Even after the award-winning success of Roger and Me, his tongue-in-cheek record of his pursuit of the chair of General Motors, Michael Moore's ability to reveal the ridiculous as well as the iniquitous at the heart of political and corporate power continues to make American television nervous. British channels, however, have been more appreciative. His recent documentary, The Big One, was commissioned by Jeremy Gibson at BBC Bristol, and it is now in cinema distribution in the US. And, Moore told the assembled documentarists, even Roger and Me had been saved by a British intervention.

Just when he was about to give up, having exhausted all his personal resources, he was promised a measly $20,000 from Channel 4's Independent Film and Video Unit. Although Warner Brothers saw the potential of the film before the Channel 4 money arrived ("held up by Channel 4 bureaucracy"), "the knowledge that someone believed in the project was more important than the cheque".

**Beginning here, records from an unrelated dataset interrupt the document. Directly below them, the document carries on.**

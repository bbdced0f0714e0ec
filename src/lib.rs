//! # mention-eval
//!
//! Token-based event-mention evaluation: aligns system mentions to a gold
//! standard, scores span and attribute agreement, and projects the result
//! into the inputs of downstream coreference and temporal-relation
//! scorers.
//!
//! - **Alignment**: greedy weighted bipartite matching over Dice token
//!   overlap, with a canonical tie-break and one greedy pass per attribute
//!   combination
//! - **Coreference**: cluster validation plus CoNLL fragment projection
//! - **Temporal**: coreference-aware transitive reduction of directed
//!   links, serialized as TimeML-like documents
//! - **Aggregation**: micro/macro precision, recall, F1
//!
//! ## Quick Start
//!
//! ```rust
//! use mention_eval::{
//!     evaluate_document, pair_documents, read_corpus, EvalConfig, EvalOptions,
//!     ScoreAggregator, TokenTable,
//! };
//! use mention_eval::eval::attributes::all_combinations;
//!
//! # fn main() -> mention_eval::Result<()> {
//! let gold_stream = "\
//! #BeginOfDocument doc1
//! gold\tdoc1\tE1\tt1,t2\tbomb attack\tConflict_Attack\tActual
//! #EndOfDocument
//! ";
//! let sys_stream = "\
//! #BeginOfDocument doc1
//! sysA\tdoc1\tS1\tt1,t2\tbomb attack\tConflict_Attack\tActual
//! #EndOfDocument
//! ";
//!
//! let config = EvalConfig::default();
//! let combinations = all_combinations(&config.attribute_names);
//! let gold = read_corpus(gold_stream.as_bytes(), "gold")?;
//! let system = read_corpus(sys_stream.as_bytes(), "sysA")?;
//!
//! // Mention detection only; CoNLL projection would need the real
//! // per-document token table for surface text.
//! let options = EvalOptions { coref: false, temporal: false };
//! let mut aggregator = ScoreAggregator::new(combinations.len());
//! for pair in pair_documents(&gold, &system) {
//!     let tokens = TokenTable::empty();
//!     let result = evaluate_document(&pair, &tokens, &config, &combinations, options)?;
//!     aggregator.add(result.score);
//! }
//! assert!((aggregator.span_averages().micro.f1 - 1.0).abs() < 1e-9);
//! # Ok(())
//! # }
//! ```
//!
//! The crate is a library: a thin driver supplies the parsed annotation
//! streams, the per-document token tables, and the output sinks for the
//! CoNLL and TimeML fragments. Documents are evaluated one at a time and
//! released; only the aggregate scores persist across documents.

#![warn(missing_docs)]

pub mod config;
mod error;
pub mod eval;
pub mod mention;
pub mod reader;
pub mod token;

pub use config::EvalConfig;
pub use error::{Error, Result};
pub use eval::{
    evaluate_document, AttributeCombination, Averages, DocumentResult, DocumentScore,
    EvalOptions, ScoreAggregator, Scores,
};
pub use mention::{DocumentSide, Mention, Relation};
pub use reader::{pair_documents, read_corpus, Corpus, RawDocument, RawDocumentPair};
pub use token::TokenTable;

The new projects range from a drama feature, about a cosmonaut stuck in space while his country disintegrates below him, to another series in the TV Nation style - this weekend's visit saw him filming in the streets of London. "It hasn't got a title yet," says Moore, but you get the idea when he adds: "For the moment we're calling it People's Democratic Republic of TV. It will be better than TV Nation because it won't have any American censorship." In Moore's account, the American NBC network had been appalled by the pilot for that series and only went ahead because they thought, "If the BBC likes it, it must be OK." Even so, any items about gays, abortion and other touchy subjects (such as the one on small- sized condoms - "We'll loose affiliates in the South if we broadcast that one") had to be left out of the US version. The new series will be shown on Channel 4 from the end of February 1999, and has been bought by the US Bravo cable channel.

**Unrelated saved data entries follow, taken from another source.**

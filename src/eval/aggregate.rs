//! Score Aggregator: per-document counts pooled into micro and macro
//! precision/recall/F1.
//!
//! Policy (deliberate asymmetry): a document with zero gold mentions is
//! excluded from both averages; a document where gold mentions exist but
//! the system produced nothing counts toward the denominators with a
//! score of 0 — absence of system output is penalized, not ignored.

use std::io::Write;

use serde::{Deserialize, Serialize};

use crate::error::Result;
use crate::eval::attributes::AttributeCombination;

/// Division that yields NaN instead of panicking on a zero denominator.
#[must_use]
pub fn safe_div(n: f64, dn: f64) -> f64 {
    if dn > 0.0 {
        n / dn
    } else {
        f64::NAN
    }
}

/// Harmonic mean of precision and recall; NaN-safe.
#[must_use]
pub fn compute_f1(p: f64, r: f64) -> f64 {
    safe_div(2.0 * p * r, p + r)
}

/// Precision, recall, F1 triple.
#[derive(Debug, Clone, Copy, Default, Serialize, Deserialize)]
pub struct Scores {
    /// Precision.
    pub precision: f64,
    /// Recall.
    pub recall: f64,
    /// F1 score.
    pub f1: f64,
}

impl Scores {
    /// Build from precision and recall.
    #[must_use]
    pub fn new(precision: f64, recall: f64) -> Self {
        Self {
            precision,
            recall,
            f1: compute_f1(precision, recall),
        }
    }
}

/// The mention-scoring counts of one document.
#[derive(Debug, Clone, Serialize, Deserialize)]
pub struct DocumentScore {
    /// Document id.
    pub doc_id: String,
    /// Span-only true positives (sum of assigned overlap scores).
    pub tp: f64,
    /// Span-only false positives.
    pub fp: f64,
    /// Per attribute combination `(tp, fp)`.
    pub attribute_counts: Vec<(f64, f64)>,
    /// Gold mention count.
    pub num_gold: usize,
    /// System mention count.
    pub num_system: usize,
}

impl DocumentScore {
    /// Span-only precision over the system mention count.
    #[must_use]
    pub fn precision(&self) -> f64 {
        safe_div(self.tp, self.num_system as f64)
    }

    /// Span-only recall over the gold mention count.
    #[must_use]
    pub fn recall(&self) -> f64 {
        safe_div(self.tp, self.num_gold as f64)
    }
}

/// Micro and macro averages of one score family.
#[derive(Debug, Clone, Copy, Default, Serialize, Deserialize)]
pub struct Averages {
    /// Pooled tp over pooled counts.
    pub micro: Scores,
    /// Mean of per-document ratios over valid documents.
    pub macro_avg: Scores,
}

#[derive(Debug, Clone, Copy, Default)]
struct RunningTotals {
    tp: f64,
    prec_sum: f64,
    recall_sum: f64,
}

/// Accumulates per-document scores into running aggregates.
#[derive(Debug, Default)]
pub struct ScoreAggregator {
    docs: Vec<DocumentScore>,
    num_combinations: usize,
}

impl ScoreAggregator {
    /// Create an aggregator for the given number of attribute
    /// combinations.
    #[must_use]
    pub fn new(num_combinations: usize) -> Self {
        Self {
            docs: Vec::new(),
            num_combinations,
        }
    }

    /// Record one document's counts.
    pub fn add(&mut self, score: DocumentScore) {
        debug_assert_eq!(score.attribute_counts.len(), self.num_combinations);
        self.docs.push(score);
    }

    /// Recorded documents.
    #[must_use]
    pub fn documents(&self) -> &[DocumentScore] {
        &self.docs
    }

    fn fold<F>(&self, extract: F) -> Averages
    where
        F: Fn(&DocumentScore) -> f64,
    {
        let mut totals = RunningTotals::default();
        let mut total_gold = 0usize;
        let mut total_system = 0usize;
        let mut valid_docs = 0usize;

        for doc in &self.docs {
            if doc.num_gold == 0 {
                // Gold produced no mentions; nothing to measure.
                continue;
            }
            if doc.num_system == 0 {
                log::warn!(
                    "System produced nothing for document [{}], assigning 0 scores",
                    doc.doc_id
                );
                valid_docs += 1;
                total_gold += doc.num_gold;
                continue;
            }
            let tp = extract(doc);
            valid_docs += 1;
            total_gold += doc.num_gold;
            total_system += doc.num_system;
            totals.tp += tp;
            totals.prec_sum += tp / doc.num_system as f64;
            totals.recall_sum += tp / doc.num_gold as f64;
        }

        let micro = Scores::new(
            safe_div(totals.tp, total_system as f64),
            safe_div(totals.tp, total_gold as f64),
        );
        let macro_avg = Scores::new(
            safe_div(totals.prec_sum, valid_docs as f64),
            safe_div(totals.recall_sum, valid_docs as f64),
        );
        Averages { micro, macro_avg }
    }

    /// Span-only micro/macro averages.
    #[must_use]
    pub fn span_averages(&self) -> Averages {
        self.fold(|doc| doc.tp)
    }

    /// Micro/macro averages for one attribute combination.
    #[must_use]
    pub fn attribute_averages(&self, comb_index: usize) -> Averages {
        self.fold(|doc| doc.attribute_counts[comb_index].0)
    }

    /// Write the plain-text report: a per-document table followed by the
    /// final micro/macro block per attribute combination. Scores are
    /// reported multiplied by 100.
    pub fn write_report<W: Write>(
        &self,
        out: &mut W,
        combinations: &[AttributeCombination],
    ) -> Result<()> {
        writeln!(out, "========Document Mention Detection Results==========")?;
        let mut header = vec!["Doc ID".to_string(), "Prec".to_string(), "Rec".to_string(), "F1".to_string()];
        for comb in combinations {
            header.push(format!("{} P/R/F1", comb.name()));
        }
        writeln!(out, "{}", header.join("\t"))?;

        for doc in &self.docs {
            let prec = doc.precision() * 100.0;
            let recall = doc.recall() * 100.0;
            let f1 = compute_f1(prec, recall);
            let mut row = format!("{}\t{prec:.2}\t{recall:.2}\t{f1:.2}", doc.doc_id);
            for (tp, _) in &doc.attribute_counts {
                let p = safe_div(*tp, doc.num_system as f64) * 100.0;
                let r = safe_div(*tp, doc.num_gold as f64) * 100.0;
                row.push_str(&format!("\t{p:.2}/{r:.2}/{:.2}", compute_f1(p, r)));
            }
            writeln!(out, "{row}")?;
        }

        writeln!(out, "\n=======Final Mention Detection Results=========")?;
        writeln!(out, "Attributes\tMicro P\tMicro R\tMicro F1\tMacro P\tMacro R\tMacro F1")?;
        let span = self.span_averages();
        write_average_row(out, "span_only", span)?;
        for (index, comb) in combinations.iter().enumerate() {
            write_average_row(out, &comb.name(), self.attribute_averages(index))?;
        }
        Ok(())
    }
}

/// JSON-serializable form of a finished evaluation.
#[derive(Debug, Serialize)]
struct JsonReport<'a> {
    documents: &'a [DocumentScore],
    span_only: Averages,
    attributes: Vec<(String, Averages)>,
}

impl ScoreAggregator {
    /// Serialize the per-document scores and final averages as JSON.
    pub fn to_json(&self, combinations: &[AttributeCombination]) -> Result<String> {
        let report = JsonReport {
            documents: &self.docs,
            span_only: self.span_averages(),
            attributes: combinations
                .iter()
                .enumerate()
                .map(|(index, comb)| (comb.name(), self.attribute_averages(index)))
                .collect(),
        };
        serde_json::to_string_pretty(&report)
            .map_err(|e| crate::error::Error::evaluation(format!("Cannot serialize report: {e}")))
    }
}

fn write_average_row<W: Write>(out: &mut W, name: &str, avg: Averages) -> Result<()> {
    writeln!(
        out,
        "{name}\t{:.2}\t{:.2}\t{:.2}\t{:.2}\t{:.2}\t{:.2}",
        avg.micro.precision * 100.0,
        avg.micro.recall * 100.0,
        avg.micro.f1 * 100.0,
        avg.macro_avg.precision * 100.0,
        avg.macro_avg.recall * 100.0,
        avg.macro_avg.f1 * 100.0,
    )?;
    Ok(())
}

The gripping watchability of Moore's programmes depends partly on their total unpredictability. In The Big One, which follows his tour of the US to promote his book Downsize This, he is invited during a filmed radio show to meet Phil Knight, the chairman of the shoe manufacturers Nike, whom he had named as "one of America's chief corporate crooks". And that's exactly how it happened. "I'm a bit surprised at British producers," he says, "who want to control the action. They want to know what's going to happen, who we are going to meet and what they are going to say. I just say, get me the address, I'll go in there and see what happens."

His larger-than-life personality is backed up by comic happenings and guerrilla theatre. So will TV Nation's Corporate Crime-busting Chicken make a comeback? Moore is not sure, but points out the advantages. "A receptionist must phone up the boss and say, `There's a chicken here to see you.' And you can't put handcuffs on a chicken."

The arrival of Michael Moore with his ever-present camera makes the pompous run and the smiling PR man freeze his grin. In real life Moore is less flip than his media image may suggest. He insists that his comedy is not at the expense of the politics. As the scourge of "corporate crime", he puts his money where his mouth is. "We put half our profits into a foundation which gives grants to aspiring film-makers and affirmative action programmes." Although in The Big One he did not persuade Phil Knight to set up a Nike factory in Moore's depressed home town of Flint, Michigan, he did extract a donation of $10,000 for Flint schools - but only to match a donation Moore made first.

We may laugh at America ("a satirically and ironically illiterate culture", says Moore) and congratulate ourselves on our broadmindedness, but what if that wickedly subversive humour was properly turned against British complacency? One of the new documentary projects is about how ridiculous Michael Moore finds our monarchy, as he sets out to explore his fantasies of sex with the Queen.